Whanganui Collegiate School is a state-integrated, coeducational, day and boarding secondary school located in Whanganui, in the Manawatū-Whanganui region of New Zealand. Affiliated with the Anglican Church, it is the third oldest school in New Zealand. The school’s campus is officially registered as a category 1 historic place with Heritage New Zealand.

== History ==

Whanganui Collegiate School was established in 1854 as the Native Industrial School by the Anglican Church, following a land endowment from Sir George Grey. The school initially struggled with low enrolments, having only 30 students in the early 1870s. In 1878, the school became a boys' school, discontinuing female enrolments. In the 1880s, Reverend Bache Wright Harvey from Cambridge was appointed headmaster. Under Harvey's leadership, the school adopted the English public school model. Although the school was originally founded to educate children of all races and socio-economic backgrounds, the shift to a boys' school was widely supported, including by Sir George Grey. In 1882, the school was renamed Wanganui Collegiate College under Harvey's leadership. (Note: Whanganui was spelt as Wanganui throughout most of the 19th and 20th centuries)

Until 1901, the school was the only secondary education option for boys in Whanganui. Wanganui Collegiate was exempt from the 1903 Secondary Schools Act due to its Anglican affiliation, and it became a private school funded by endowment. During this period, the school attracted boarders from outside the region. In 1906, the Education Trust Commission investigated whether the school adhered to the terms of its land grant. This led to plans for the school's relocation from its original site on Victoria Avenue to a more remote location on Liverpool Street. In 1908, the firm Atkins and Bacon was contracted to design a new campus at the Liverpool Street site, and the Supreme Court approved a loan of up to £50,000 for the project.
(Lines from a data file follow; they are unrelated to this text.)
//! Pairwise transformation of operations.
//!
//! `transform(a, b, is_strong)` returns operations expressing the intent of `a`
//! in the tree as it is after `b` got applied, both `a` and `b` having been
//! created against the same document version. `is_strong` breaks ties: when
//! both operations want the same spot or the same content, the strong one
//! wins.

use log::debug;

use crate::{
    model::{Range, range::deleted_or},
    operation::{
        AttributeOperation, InsertOperation, MoveSpan, Operation, OperationKind,
        RenameOperation, RootAttributeOperation,
    },
    utils::pairwise::transform_pairwise,
};

pub fn transform(a: &Operation, b: &Operation, is_strong: bool) -> Vec<Operation> {
    let kinds = transform_kind(&a.kind, &b.kind, is_strong);

    if kinds.len() != 1 || kinds[0] != a.kind {
        debug!(
            "Transformed {} by {} into {} operation(s)",
            a.type_name(),
            b.type_name(),
            kinds.len()
        );
    }

    kinds
        .into_iter()
        .enumerate()
        .map(|(index, kind)| Operation::new(a.base_version + 1 + index as u64, kind))
        .collect()
}

/// Transforms two concurrent sequences against each other. Returns `a'` and
/// `b'` such that applying `b` then `a'` has the same effect as applying `a`
/// then `b'`. The results are numbered to follow the other sequence.
pub fn transform_operations(
    a: &[Operation],
    b: &[Operation],
    a_is_strong: bool,
) -> (Vec<Operation>, Vec<Operation>) {
    let (mut a_transformed, mut b_transformed) =
        transform_pairwise(a.to_vec(), b.to_vec(), a_is_strong, &transform);

    if let Some(first) = a.first() {
        renumber(&mut a_transformed, first.base_version + b.len() as u64);
    }
    if let Some(first) = b.first() {
        renumber(&mut b_transformed, first.base_version + a.len() as u64);
    }

    (a_transformed, b_transformed)
}

pub(crate) fn renumber(operations: &mut [Operation], base_version: u64) {
    for (index, operation) in operations.iter_mut().enumerate() {
        operation.base_version = base_version + index as u64;
    }
}

fn transform_kind(a: &OperationKind, b: &OperationKind, is_strong: bool) -> Vec<OperationKind> {
    use OperationKind as Kind;

    match (a, b) {
        (Kind::NoOperation, _) => vec![Kind::NoOperation],
        (_, Kind::NoOperation) => vec![a.clone()],

        (Kind::Insert(insert), Kind::Insert(other)) => {
            vec![Kind::Insert(InsertOperation {
                position: insert.position.get_transformed_by_insertion(
                    &other.position,
                    other.offset_size(),
                    !is_strong,
                ),
                nodes: insert.nodes.clone(),
            })]
        }
        (Kind::Insert(insert), Kind::Move(span) | Kind::Remove(span) | Kind::Reinsert(span)) => {
            vec![Kind::Insert(InsertOperation {
                position: insert.position.get_transformed_by_move(
                    &span.source_position,
                    &span.target_position,
                    span.how_many,
                    !is_strong,
                    false,
                ),
                nodes: insert.nodes.clone(),
            })]
        }

        (Kind::Attribute(attribute), Kind::Insert(insert)) => attribute_operations(
            attribute,
            attribute.range.get_transformed_by_insertion(
                &insert.position,
                insert.offset_size(),
                true,
                false,
            ),
        ),
        (Kind::Attribute(attribute), Kind::Move(span) | Kind::Remove(span) | Kind::Reinsert(span)) => {
            attribute_by_move(attribute, span)
        }
        (Kind::Attribute(attribute), Kind::Attribute(other)) => {
            attribute_by_attribute(attribute, other, is_strong)
        }

        (Kind::RootAttribute(root_attribute), Kind::RootAttribute(other))
            if root_attribute.root == other.root && root_attribute.key == other.key =>
        {
            if root_attribute.new_value == other.new_value || !is_strong {
                vec![Kind::NoOperation]
            } else {
                vec![Kind::RootAttribute(RootAttributeOperation {
                    old_value: other.new_value.clone(),
                    ..root_attribute.clone()
                })]
            }
        }

        (Kind::Rename(rename), Kind::Insert(insert)) => vec![Kind::Rename(RenameOperation {
            position: rename.position.get_transformed_by_insertion(
                &insert.position,
                insert.offset_size(),
                true,
            ),
            ..rename.clone()
        })],
        (Kind::Rename(rename), Kind::Move(span) | Kind::Remove(span) | Kind::Reinsert(span)) => {
            let sticky = rename.position == span.source_position;
            vec![Kind::Rename(RenameOperation {
                position: rename.position.get_transformed_by_move(
                    &span.source_position,
                    &span.target_position,
                    span.how_many,
                    true,
                    sticky,
                ),
                ..rename.clone()
            })]
        }
        (Kind::Rename(rename), Kind::Rename(other)) if rename.position == other.position => {
            if is_strong && rename.new_name != other.new_name {
                vec![Kind::Rename(RenameOperation {
                    old_name: other.new_name.clone(),
                    ..rename.clone()
                })]
            } else {
                vec![Kind::NoOperation]
            }
        }

        (Kind::Move(span) | Kind::Remove(span) | Kind::Reinsert(span), Kind::Insert(insert)) => {
            vec![with_span(a, move_by_insertion(span, insert, is_strong))]
        }
        (
            Kind::Move(span) | Kind::Remove(span) | Kind::Reinsert(span),
            Kind::Move(other) | Kind::Remove(other) | Kind::Reinsert(other),
        ) => move_by_move(a, span, b, other, is_strong),

        _ => vec![a.clone()],
    }
}

/// Same variant as `kind`, carrying a new span.
fn with_span(kind: &OperationKind, span: MoveSpan) -> OperationKind {
    match kind {
        OperationKind::Remove(_) => OperationKind::Remove(span),
        OperationKind::Reinsert(_) => OperationKind::Reinsert(span),
        _ => OperationKind::Move(span),
    }
}

fn attribute_operations(attribute: &AttributeOperation, ranges: Vec<Range>) -> Vec<OperationKind> {
    let operations = ranges
        .into_iter()
        .filter(|range| !range.is_collapsed())
        .map(|range| {
            OperationKind::Attribute(AttributeOperation {
                range,
                ..attribute.clone()
            })
        })
        .collect::<Vec<_>>();

    if operations.is_empty() {
        vec![OperationKind::NoOperation]
    } else {
        operations
    }
}

/// Whether `inner` lies within `outer`, boundaries included.
fn encloses(outer: &Range, inner: &Range) -> bool {
    outer.root() == inner.root()
        && !inner.start().is_before(outer.start())
        && !inner.end().is_after(outer.end())
}

fn attribute_by_move(attribute: &AttributeOperation, span: &MoveSpan) -> Vec<OperationKind> {
    let range = &attribute.range;
    let moved = span.source_range();
    let moved_start = span.moved_range_start();
    let source = &span.source_position;

    let (difference, common) = if range.start().has_same_parent_as(source) {
        let difference = range.get_difference(&moved);
        // The pieces on both sides of the moved nodes become adjacent once the
        // nodes are gone, so they are transformed as one.
        let joined = match (difference.first(), difference.last()) {
            (Some(first), Some(last)) => Some(Range::new(first.start().clone(), last.end().clone())),
            _ => None,
        };
        (joined, range.get_intersection(&moved))
    } else if encloses(&moved, range) {
        (None, Some(range.clone()))
    } else {
        (Some(range.clone()), None)
    };

    let mut ranges = Vec::new();
    if let Some(difference) = difference {
        let shrunk = Range::new(
            deleted_or(difference.start(), source, span.how_many),
            deleted_or(difference.end(), source, span.how_many),
        );
        ranges.extend(shrunk.get_transformed_by_insertion(&moved_start, span.how_many, true, false));
    }
    if let Some(common) = common {
        ranges.push(Range::new(
            common.start().get_combined(source, &moved_start),
            common.end().get_combined(source, &moved_start),
        ));
    }

    attribute_operations(attribute, ranges)
}

fn attribute_by_attribute(
    attribute: &AttributeOperation,
    other: &AttributeOperation,
    is_strong: bool,
) -> Vec<OperationKind> {
    if attribute.key != other.key || !attribute.range.start().has_same_parent_as(other.range.start()) {
        return vec![OperationKind::Attribute(attribute.clone())];
    }

    let mut operations = attribute
        .range
        .get_difference(&other.range)
        .into_iter()
        .filter(|range| !range.is_collapsed())
        .map(|range| {
            OperationKind::Attribute(AttributeOperation {
                range,
                ..attribute.clone()
            })
        })
        .collect::<Vec<_>>();

    // The overlap has already been changed by the other operation.
    if is_strong {
        if let Some(common) = attribute.range.get_intersection(&other.range) {
            operations.push(OperationKind::Attribute(AttributeOperation {
                range: common,
                key: attribute.key.clone(),
                old_value: other.new_value.clone(),
                new_value: attribute.new_value.clone(),
            }));
        }
    }

    if operations.is_empty() {
        vec![OperationKind::NoOperation]
    } else {
        operations
    }
}

fn move_by_insertion(span: &MoveSpan, insert: &InsertOperation, is_strong: bool) -> MoveSpan {
    let how_many = insert.offset_size();
    let range = span
        .source_range()
        .get_transformed_by_insertion(&insert.position, how_many, false, false)
        .swap_remove(0);

    MoveSpan::new(
        range.start().clone(),
        range.end().offset() - range.start().offset(),
        span.target_position
            .get_transformed_by_insertion(&insert.position, how_many, !is_strong),
    )
}

fn move_by_move(
    a: &OperationKind,
    span: &MoveSpan,
    b: &OperationKind,
    other: &MoveSpan,
    is_strong: bool,
) -> Vec<OperationKind> {
    // Removing wins over moving, and two removes never fight over content.
    let is_strong = match (
        matches!(a, OperationKind::Remove(_)),
        matches!(b, OperationKind::Remove(_)),
    ) {
        (true, false) => true,
        (false, true) | (true, true) => false,
        (false, false) => is_strong,
    };

    let new_target = span.target_position.get_transformed_by_move(
        &other.source_position,
        &other.target_position,
        other.how_many,
        !is_strong,
        false,
    );

    if span.how_many == 0 {
        let source = span.source_position.get_transformed_by_move(
            &other.source_position,
            &other.target_position,
            other.how_many,
            true,
            false,
        );
        return vec![with_span(a, MoveSpan::new(source, 0, new_target))];
    }

    let pieces = moved_pieces(span, other, is_strong);
    if pieces.is_empty() {
        return vec![OperationKind::NoOperation];
    }

    let mut spans: Vec<MoveSpan> = Vec::with_capacity(pieces.len());
    for piece in pieces {
        let mut range = piece;
        let mut target = new_target.clone();
        for previous in &spans {
            range = range
                .get_transformed_by_move(
                    &previous.source_position,
                    &previous.target_position,
                    previous.how_many,
                    false,
                    false,
                )
                .swap_remove(0);
            target = target.get_transformed_by_move(
                &previous.source_position,
                &previous.target_position,
                previous.how_many,
                true,
                false,
            );
        }

        spans.push(MoveSpan::new(
            range.start().clone(),
            range.end().offset() - range.start().offset(),
            target,
        ));
    }

    if spans.iter().any(MoveSpan::targets_into_itself) {
        // The other operation moved our target into the nodes we are moving.
        // The strong side takes that move back first, the weak side gives up.
        return if is_strong {
            debug!("Reverting a concurrent move that put the target inside the moved nodes");
            vec![with_span(b, other.reversed()), a.clone()]
        } else {
            vec![OperationKind::NoOperation]
        };
    }

    spans.into_iter().map(|span| with_span(a, span)).collect()
}

/// Where the nodes moved by `span` are after `other` got applied, as ranges
/// in the original order of those nodes.
fn moved_pieces(span: &MoveSpan, other: &MoveSpan, is_strong: bool) -> Vec<Range> {
    let range = span.source_range();
    let other_range = other.source_range();
    let other_source = &other.source_position;
    let other_moved_start = other.moved_range_start();

    let relocate = |common: &Range| {
        Range::new(
            common.start().get_combined(other_source, &other_moved_start),
            common.end().get_combined(other_source, &other_moved_start),
        )
    };
    let shift = |piece: &Range| {
        Range::new(
            deleted_or(piece.start(), other_source, other.how_many),
            deleted_or(piece.end(), other_source, other.how_many),
        )
        .get_transformed_by_insertion(&other_moved_start, other.how_many, false, false)
        .swap_remove(0)
    };

    if !range.start().has_same_parent_as(other_source) {
        return if encloses(&other_range, &range) {
            // Our nodes are inside the nodes moved by the other operation.
            vec![relocate(&range)]
        } else {
            vec![shift(&range)]
        };
    }

    let difference = range.get_difference(&other_range);
    let common = range
        .get_intersection(&other_range)
        .filter(|_| is_strong)
        .map(|common| relocate(&common));

    let mut pieces = match (difference.as_slice(), common) {
        ([before, after], Some(common)) => vec![shift(before), common, shift(after)],
        ([only], Some(common)) if other_range.start().is_before(range.start()) => {
            vec![common, shift(only)]
        }
        ([only], Some(common)) => vec![shift(only), common],
        ([], Some(common)) => vec![common],
        // A difference has at most two pieces.
        (pieces, Some(common)) => pieces.iter().map(shift).chain([common]).collect(),
        (pieces, None) => pieces.iter().map(shift).collect(),
    };
    pieces.retain(|piece| !piece.is_collapsed());

    // Pieces that became neighbours can travel together.
    let mut merged: Vec<Range> = Vec::with_capacity(pieces.len());
    for piece in pieces {
        match merged.last_mut() {
            Some(last) if last.end() == piece.start() => {
                *last = Range::new(last.start().clone(), piece.end().clone());
            }
            _ => merged.push(piece),
        }
    }

    merged
}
Construction began in 1908, with the foundation stone laid by Governor Lord Plunket in 1909. The campus was officially opened in Easter 1911 by Governor Lord Islington, although some buildings were still under construction, and some structures from the old campus were relocated to the new site.

The chapel at the new campus was not included in the loan agreement, so it was funded by headmaster Walter Empson and contributions from old boys. Empson's responsibility for the chapel project led to the hiring of architect William Gray Young for its design. The chapel was dedicated in Easter 1912, and it was later extended due to increasing enrolment, with a re-dedication ceremony in September 1986.

In the 1960s, the school reached a new peak enrolment of 342 students. To accommodate the growth, additional facilities were built, allowing the school to house 545 students by 1976. However, during the late 1980s, the number of boarders declined, following global trends and the 1987 stock market crash. In 1989, the school began enrolling senior girls in an effort to boost enrolment and finances. Despite this, the school's financial situation remained challenging, and in 1999, Marris and Porritt Houses were repurposed as technology blocks.

In 2009, the school board applied to the Ministry of Education for integration within the state system, a process that was completed by November 2012.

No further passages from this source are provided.